Other than that, I don’t really have a favorite book. I did really like reading through Mark when our Pastors were preaching through it. I have read through Psalms a couple of times. I do enjoy reading through the OT and trying to see where the hope of Jesus comes into play.
H: I love that verse in Isaiah, I’m going to have to spend some time with it. I’m going to end our interview with this last queston because I love hearing the answers to it. What is God teaching you right now?
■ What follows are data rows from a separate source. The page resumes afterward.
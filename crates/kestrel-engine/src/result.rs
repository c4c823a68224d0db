//! The result surface of a verification run.

use std::fmt;

use kestrel_arg::ArgId;
use serde::Serialize;

use crate::path::Counterexample;
use crate::statistics::RunStatistics;

/// The outcome of one verification run.
#[derive(Debug, Clone, Serialize)]
pub enum Verdict {
    /// The waitlist was exhausted without a feasible error path.
    Safe,
    /// A candidate error path was confirmed executable.
    Unsafe { counterexample: Counterexample },
    /// The run completed without a definite answer.
    Unknown { reason: String },
}

impl Verdict {
    /// Machine-readable verdict class, stable across runs with the same
    /// input and options.
    pub fn verdict_class(&self) -> &'static str {
        match self {
            Verdict::Safe => "safe",
            Verdict::Unsafe { .. } => "unsafe",
            Verdict::Unknown { .. } => "unknown",
        }
    }
}

impl fmt::Display for Verdict {
    fn fmt(&self, f: &mut fmt::Formatter<'_>) -> fmt::Result {
        match self {
            Verdict::Safe => write!(f, "RESULT: SAFE"),
            Verdict::Unsafe { counterexample } => {
                writeln!(f, "RESULT: UNSAFE")?;
                write!(f, "{counterexample}")
            }
            Verdict::Unknown { reason } => {
                writeln!(f, "RESULT: UNKNOWN")?;
                write!(f, "Reason: {reason}")
            }
        }
    }
}

/// Audit entry for one refinement iteration.
#[derive(Debug, Clone, Serialize)]
pub struct RefinementAudit {
    /// Iteration index in execution order, starting at 1.
    pub iteration: usize,
    /// The ranked target this iteration worked on.
    pub target: ArgId,
    /// Exploration depth of the target when it was selected.
    pub target_depth: usize,
    /// `feasible` or `infeasible`.
    pub verdict_class: String,
    /// Interpolants returned for a spurious path; empty when feasible.
    pub interpolants: Vec<String>,
    /// Graph nodes pruned by this iteration.
    pub removed_states: usize,
    /// Reached-set size before pruning.
    pub reached_before: usize,
    /// Reached-set size after pruning.
    pub reached_after: usize,
    /// Precision measure before the refinement.
    pub measure_before: usize,
    /// Precision measure after the refinement; strictly larger on every
    /// spurious iteration.
    pub measure_after: usize,
}

/// Why the run stopped.
#[derive(Debug, Clone, Serialize)]
pub struct Termination {
    /// Stable reason code: `waitlist_exhausted`,
    /// `feasible_counterexample`, or `refinement_budget_exhausted`.
    pub reason: String,
    /// Configured refinement budget.
    pub refinement_budget: usize,
    /// Refinement iterations actually executed.
    pub refinements_used: usize,
}

/// Machine-readable report of one verification run.
#[derive(Debug, Clone, Serialize)]
pub struct RunReport {
    pub verdict: Verdict,
    /// Every confirmed counterexample; more than one only when the run
    /// is configured to keep searching after the first bug.
    pub counterexamples: Vec<Counterexample>,
    /// Iteration-by-iteration refinement audit.
    pub refinements: Vec<RefinementAudit>,
    pub statistics: RunStatistics,
    pub termination: Termination,
}

impl fmt::Display for RunReport {
    fn fmt(&self, f: &mut fmt::Formatter<'_>) -> fmt::Result {
        writeln!(f, "{}", self.verdict)?;
        writeln!(
            f,
            "Termination: {} ({} of {} refinement(s) used)",
            self.termination.reason,
            self.termination.refinements_used,
            self.termination.refinement_budget
        )?;
        write!(f, "{}", self.statistics)
    }
}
K: I would say that God has been teaching me a lot about hidden expectations. Like expectations on how my career should look and feel like, or how friendship should work, etc. You can have good desires but cling to them too tightly so that they become an idol or you can be too rigid with how they “should” look in your life. Despite all this, I have been learning to trust God with those desires and seeming disappointments. Psalm 23 is something I have been meditating on. “The Lord is my Shepard, I shall not want.” I used to read that Psalm and think that David was saying something to the effect that “Because God is so good and holy, I am going to white knuckle it, or try my hardest to not want anything else”. I am now starting to realize that it is a promise that God is enough for us. When we surrender our desires, regardless of what happens next, in Christ, will shall not want because the joy of pursuing Christ and His holiness is all we need. When I cling to my expectations I am essentially saying, “No, Jesus, you aren’t enough. I need this thing to happen this way in order to feel fulfilled and happy”. Naturally, this Psalm was not something I just initially believed and now I’m fixed, but rather something God is continuing to have me wrestle through in this season.